Task brief ▸
Repeat the records below exactly as they appear.

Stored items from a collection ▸

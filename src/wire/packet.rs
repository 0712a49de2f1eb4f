//! Packet: a header plus its owned payload.
//!
//! Every constructor keeps `header.length == payload.len()`. Packets are
//! move-only in the send and receive paths; `Clone` exists for callers that
//! explicitly want a second copy of the payload.

use crate::error::PacketError;
use crate::wire::buffer::ByteBuffer;
use crate::wire::header::{Command, WireHeader, HEADER_SIZE};
use bytes::{BufMut, Bytes, BytesMut};

/// A framed protocol message.
#[derive(Debug, Clone, PartialEq, Eq)]
pub struct Packet {
    header: WireHeader,
    payload: ByteBuffer,
}

impl Packet {
    /// Build a packet whose header is derived from `command` and the payload.
    pub fn with_command(
        command: Command,
        payload: impl Into<ByteBuffer>,
    ) -> Result<Self, PacketError> {
        let payload = payload.into();
        let length = wire_length(payload.len())?;
        Ok(Self {
            header: WireHeader::new(command, length),
            payload,
        })
    }

    /// Build a packet from an existing header.
    ///
    /// Fails if `header.length` does not match the payload length.
    pub fn new(header: WireHeader, payload: impl Into<ByteBuffer>) -> Result<Self, PacketError> {
        let payload = payload.into();
        if header.length as usize != payload.len() {
            return Err(PacketError::LengthMismatch {
                header: header.length,
                payload: payload.len(),
            });
        }
        Ok(Self { header, payload })
    }

    /// Assemble a packet from a header and a payload that was read using that
    /// header's length.
    pub(crate) fn from_wire(header: WireHeader, payload: ByteBuffer) -> Self {
        debug_assert_eq!(header.length as usize, payload.len());
        Self { header, payload }
    }

    pub fn header(&self) -> &WireHeader {
        &self.header
    }

    pub fn payload(&self) -> &ByteBuffer {
        &self.payload
    }

    /// Set the command field. Length is untouched, so the invariant holds.
    pub fn set_command(&mut self, command: u32) {
        self.header.command = command;
    }

    /// Set the error and extra fields.
    pub fn set_error(&mut self, error: u32) {
        self.header.error = error;
    }

    pub fn set_extras(&mut self, extra1: u32, extra2: u32) {
        self.header.extra1 = extra1;
        self.header.extra2 = extra2;
    }

    /// Copy of this packet with the command rewritten to ACK.
    pub fn ack(&self) -> Packet {
        let mut ack = self.clone();
        ack.header.command = Command::Ack.into();
        ack
    }

    pub fn into_parts(self) -> (WireHeader, ByteBuffer) {
        (self.header, self.payload)
    }

    /// Total bytes this packet occupies on the wire.
    pub fn wire_len(&self) -> usize {
        HEADER_SIZE + self.payload.len()
    }

    /// Append the wire representation to `dst`.
    pub fn encode_into(&self, dst: &mut BytesMut) {
        dst.reserve(self.wire_len());
        self.header.encode_into(dst);
        dst.put_slice(self.payload.as_slice());
    }

    pub fn to_bytes(&self) -> Bytes {
        let mut dst = BytesMut::with_capacity(self.wire_len());
        self.encode_into(&mut dst);
        dst.freeze()
    }

    /// Decode one packet from the front of `src`.
    ///
    /// Returns the packet and the number of bytes consumed, or
    /// `PacketError::Truncated` if `src` does not yet hold a whole packet.
    pub fn decode(src: &[u8], max_payload_size: usize) -> Result<(Packet, usize), PacketError> {
        let header = WireHeader::decode(src).ok_or(PacketError::Truncated {
            needed: HEADER_SIZE,
            available: src.len(),
        })?;
        let length = header.length as usize;
        if length > max_payload_size {
            return Err(PacketError::PayloadTooLarge {
                length,
                max: max_payload_size,
            });
        }
        let total = HEADER_SIZE + length;
        let payload = src.get(HEADER_SIZE..total).ok_or(PacketError::Truncated {
            needed: total,
            available: src.len(),
        })?;
        Ok((Self::from_wire(header, ByteBuffer::copy_from_slice(payload)), total))
    }
}

fn wire_length(len: usize) -> Result<u32, PacketError> {
    u32::try_from(len).map_err(|_| PacketError::PayloadTooLarge {
        length: len,
        max: u32::MAX as usize,
    })
}

#[cfg(test)]
mod tests {
    use super::*;

    const NO_LIMIT: usize = usize::MAX;

    #[test]
    fn test_with_command_sets_length() {
        let packet = Packet::with_command(Command::Default, b"hello".to_vec()).unwrap();
        assert_eq!(packet.header().length, 5);
        assert_eq!(packet.header().kind(), Some(Command::Default));
        assert_eq!(packet.payload().as_slice(), b"hello");
    }

    #[test]
    fn test_new_rejects_mismatch() {
        let header = WireHeader::new(Command::Default, 4);
        let err = Packet::new(header, b"hello".to_vec()).unwrap_err();
        assert_eq!(
            err,
            PacketError::LengthMismatch {
                header: 4,
                payload: 5
            }
        );
    }

    #[test]
    fn test_invariant_survives_clone_and_move() {
        let packet = Packet::with_command(Command::Default, vec![7u8; 32]).unwrap();
        let copy = packet.clone();
        let moved = packet;

        for p in [&copy, &moved] {
            assert_eq!(p.header().length as usize, p.payload().len());
        }
        assert_eq!(copy, moved);
    }

    #[test]
    fn test_ack_rewrites_command_only() {
        let mut packet = Packet::with_command(Command::Default, b"data".to_vec()).unwrap();
        packet.set_error(3);
        packet.set_extras(10, 20);

        let ack = packet.ack();
        assert_eq!(ack.header().kind(), Some(Command::Ack));
        assert_eq!(ack.header().length, 4);
        assert_eq!(ack.header().error, 3);
        assert_eq!(ack.header().extra1, 10);
        assert_eq!(ack.header().extra2, 20);
        assert_eq!(ack.payload(), packet.payload());
        // Original untouched
        assert_eq!(packet.header().kind(), Some(Command::Default));
    }

    #[test]
    fn test_encode_decode_lengths() {
        for len in [0usize, 1, 65536] {
            let payload: Vec<u8> = (0..len).map(|i| (i % 251) as u8).collect();
            let mut packet = Packet::with_command(Command::Default, payload).unwrap();
            packet.set_extras(len as u32, 99);

            let bytes = packet.to_bytes();
            assert_eq!(bytes.len(), HEADER_SIZE + len);

            let (decoded, consumed) = Packet::decode(&bytes, NO_LIMIT).unwrap();
            assert_eq!(consumed, bytes.len());
            assert_eq!(decoded.header(), packet.header());
            assert_eq!(decoded.payload().as_slice(), packet.payload().as_slice());
        }
    }

    #[test]
    fn test_decode_truncated() {
        let packet = Packet::with_command(Command::Default, b"hello".to_vec()).unwrap();
        let bytes = packet.to_bytes();

        assert_eq!(
            Packet::decode(&bytes[..10], NO_LIMIT).unwrap_err(),
            PacketError::Truncated {
                needed: HEADER_SIZE,
                available: 10
            }
        );
        assert_eq!(
            Packet::decode(&bytes[..HEADER_SIZE + 2], NO_LIMIT).unwrap_err(),
            PacketError::Truncated {
                needed: HEADER_SIZE + 5,
                available: HEADER_SIZE + 2
            }
        );
    }

    #[test]
    fn test_decode_respects_limit() {
        let packet = Packet::with_command(Command::Default, vec![0u8; 100]).unwrap();
        let err = Packet::decode(&packet.to_bytes(), 99).unwrap_err();
        assert_eq!(err, PacketError::PayloadTooLarge { length: 100, max: 99 });
    }

    #[test]
    fn test_decode_back_to_back() {
        let mut buf = BytesMut::new();
        Packet::with_command(Command::Default, b"one".to_vec())
            .unwrap()
            .encode_into(&mut buf);
        Packet::with_command(Command::ReadEof, Vec::new())
            .unwrap()
            .encode_into(&mut buf);

        let (first, used) = Packet::decode(&buf, NO_LIMIT).unwrap();
        let (second, rest) = Packet::decode(&buf[used..], NO_LIMIT).unwrap();
        assert_eq!(first.payload().as_slice(), b"one");
        assert_eq!(second.header().kind(), Some(Command::ReadEof));
        assert_eq!(used + rest, buf.len());
    }
}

Solution for this problem ▸
filename src/wire/packet.rs
repository 0712a49de2f1eb4f
//! Packet: a header plus its owned payload.
//!
//! Every constructor keeps `header.length == payload.len()`. Packets are
//! move-only in the send and receive paths; `Clone` exists for callers that
//! explicitly want a second copy of the payload.

use crate::error::PacketError;
use crate::wire::buffer::ByteBuffer;
use crate::wire::header::{Command, WireHeader, HEADER_SIZE};
use bytes::{BufMut, Bytes, BytesMut};

/// A framed protocol message.
#[derive(Debug, Clone, PartialEq, Eq)]
pub struct Packet {
    header: WireHeader,
    payload: ByteBuffer,
}

impl Packet {
    /// Build a packet whose header is derived from `command` and the payload.
    pub fn with_command(
        command: Command,
        payload: impl Into<ByteBuffer>,
    ) -> Result<Self, PacketError> {
        let payload = payload.into();
        let length = wire_length(payload.len())?;
        Ok(Self {
            header: WireHeader::new(command, length),
            payload,
        })
    }

    /// Build a packet from an existing header.
    ///
    /// Fails if `header.length` does not match the payload length.
    pub fn new(header: WireHeader, payload: impl Into<ByteBuffer>) -> Result<Self, PacketError> {
        let payload = payload.into();
        if header.length as usize != payload.len() {
            return Err(PacketError::LengthMismatch {
                header: header.length,
                payload: payload.len(),
            });
        }
        Ok(Self { header, payload })
    }

    /// Assemble a packet from a header and a payload that was read using that
    /// header's length.
    pub(crate) fn from_wire(header: WireHeader, payload: ByteBuffer) -> Self {
        debug_assert_eq!(header.length as usize, payload.len());
        Self { header, payload }
    }

    pub fn header(&self) -> &WireHeader {
        &self.header
    }

    pub fn payload(&self) -> &ByteBuffer {
        &self.payload
    }

    /// Set the command field. Length is untouched, so the invariant holds.
    pub fn set_command(&mut self, command: u32) {
        self.header.command = command;
    }

    /// Set the error and extra fields.
    pub fn set_error(&mut self, error: u32) {
        self.header.error = error;
    }

    pub fn set_extras(&mut self, extra1: u32, extra2: u32) {
        self.header.extra1 = extra1;
        self.header.extra2 = extra2;
    }

    /// Copy of this packet with the command rewritten to ACK.
    pub fn ack(&self) -> Packet {
        let mut ack = self.clone();
        ack.header.command = Command::Ack.into();
        ack
    }

    pub fn into_parts(self) -> (WireHeader, ByteBuffer) {
        (self.header, self.payload)
    }

    /// Total bytes this packet occupies on the wire.
    pub fn wire_len(&self) -> usize {
        HEADER_SIZE + self.payload.len()
    }

    /// Append the wire representation to `dst`.
    pub fn encode_into(&self, dst: &mut BytesMut) {
        dst.reserve(self.wire_len());
        self.header.encode_into(dst);
        dst.put_slice(self.payload.as_slice());
    }

    pub fn to_bytes(&self) -> Bytes {
        let mut dst = BytesMut::with_capacity(self.wire_len());
        self.encode_into(&mut dst);
        dst.freeze()
    }

    /// Decode one packet from the front of `src`.
    ///
    /// Returns the packet and the number of bytes consumed, or
    /// `PacketError::Truncated` if `src` does not yet hold a whole packet.
    pub fn decode(src: &[u8], max_payload_size: usize) -> Result<(Packet, usize), PacketError> {
        let header = WireHeader::decode(src).ok_or(PacketError::Truncated {
            needed: HEADER_SIZE,
            available: src.len(),
        })?;
        let length = header.length as usize;
        if length > max_payload_size {
            return Err(PacketError::PayloadTooLarge {
                length,
                max: max_payload_size,
            });
        }
        let total = HEADER_SIZE + length;
        let payload = src.get(HEADER_SIZE..total).ok_or(PacketError::Truncated {
            needed: total,
            available: src.len(),
        })?;
        Ok((Self::from_wire(header, ByteBuffer::copy_from_slice(payload)), total))
    }
}

fn wire_length(len: usize) -> Result<u32, PacketError> {
    u32::try_from(len).map_err(|_| PacketError::PayloadTooLarge {
        length: len,
        max: u32::MAX as usize,
    })
}

#[cfg(test)]
mod tests {
    use super::*;

    const NO_LIMIT: usize = usize::MAX;

    #[test]
    fn test_with_command_sets_length() {
        let packet = Packet::with_command(Command::Default, b"hello".to_vec()).unwrap();
        assert_eq!(packet.header().length, 5);
        assert_eq!(packet.header().kind(), Some(Command::Default));
        assert_eq!(packet.payload().as_slice(), b"hello");
    }

    #[test]
    fn test_new_rejects_mismatch() {
        let header = WireHeader::new(Command::Default, 4);
        let err = Packet::new(header, b"hello".to_vec()).unwrap_err();
        assert_eq!(
            err,
            PacketError::LengthMismatch {
                header: 4,
                payload: 5
            }
        );
    }

    #[test]
    fn test_invariant_survives_clone_and_move() {
        let packet = Packet::with_command(Command::Default, vec![7u8; 32]).unwrap();
        let copy = packet.clone();
        let moved = packet;

        for p in [&copy, &moved] {
            assert_eq!(p.header().length as usize, p.payload().len());
        }
        assert_eq!(copy, moved);
    }

    #[test]
    fn test_ack_rewrites_command_only() {
        let mut packet = Packet::with_command(Command::Default, b"data".to_vec()).unwrap();
        packet.set_error(3);
        packet.set_extras(10, 20);

        let ack = packet.ack();
        assert_eq!(ack.header().kind(), Some(Command::Ack));
        assert_eq!(ack.header().length, 4);
        assert_eq!(ack.header().error, 3);
        assert_eq!(ack.header().extra1, 10);
        assert_eq!(ack.header().extra2, 20);
        assert_eq!(ack.payload(), packet.payload());
        // Original untouched
        assert_eq!(packet.header().kind(), Some(Command::Default));
    }

    #[test]
    fn test_encode_decode_lengths() {
        for len in [0usize, 1, 65536] {
            let payload: Vec<u8> = (0..len).map(|i| (i % 251) as u8).collect();
            let mut packet = Packet::with_command(Command::Default, payload).unwrap();
            packet.set_extras(len as u32, 99);

            let bytes = packet.to_bytes();
            assert_eq!(bytes.len(), HEADER_SIZE + len);

            let (decoded, consumed) = Packet::decode(&bytes, NO_LIMIT).unwrap();
            assert_eq!(consumed, bytes.len());
            assert_eq!(decoded.header(), packet.header());
            assert_eq!(decoded.payload().as_slice(), packet.payload().as_slice());
        }
    }

    #[test]
    fn test_decode_truncated() {
        let packet = Packet::with_command(Command::Default, b"hello".to_vec()).unwrap();
        let bytes = packet.to_bytes();

        assert_eq!(
            Packet::decode(&bytes[..10], NO_LIMIT).unwrap_err(),
            PacketError::Truncated {
                needed: HEADER_SIZE,
                available: 10
            }
        );
        assert_eq!(
            Packet::decode(&bytes[..HEADER_SIZE + 2], NO_LIMIT).unwrap_err(),
            PacketError::Truncated {
                needed: HEADER_SIZE + 5,
                available: HEADER_SIZE + 2
            }
        );
    }

    #[test]
    fn test_decode_respects_limit() {
        let packet = Packet::with_command(Command::Default, vec![0u8; 100]).unwrap();
        let err = Packet::decode(&packet.to_bytes(), 99).unwrap_err();
        assert_eq!(err, PacketError::PayloadTooLarge { length: 100, max: 99 });
    }

    #[test]
    fn test_decode_back_to_back() {
        let mut buf = BytesMut::new();
        Packet::with_command(Command::Default, b"one".to_vec())
            .unwrap()
            .encode_into(&mut buf);
        Packet::with_command(Command::ReadEof, Vec::new())
            .unwrap()
            .encode_into(&mut buf);

        let (first, used) = Packet::decode(&buf, NO_LIMIT).unwrap();
        let (second, rest) = Packet::decode(&buf[used..], NO_LIMIT).unwrap();
        assert_eq!(first.payload().as_slice(), b"one");
        assert_eq!(second.header().kind(), Some(Command::ReadEof));
        assert_eq!(used + rest, buf.len());
    }
}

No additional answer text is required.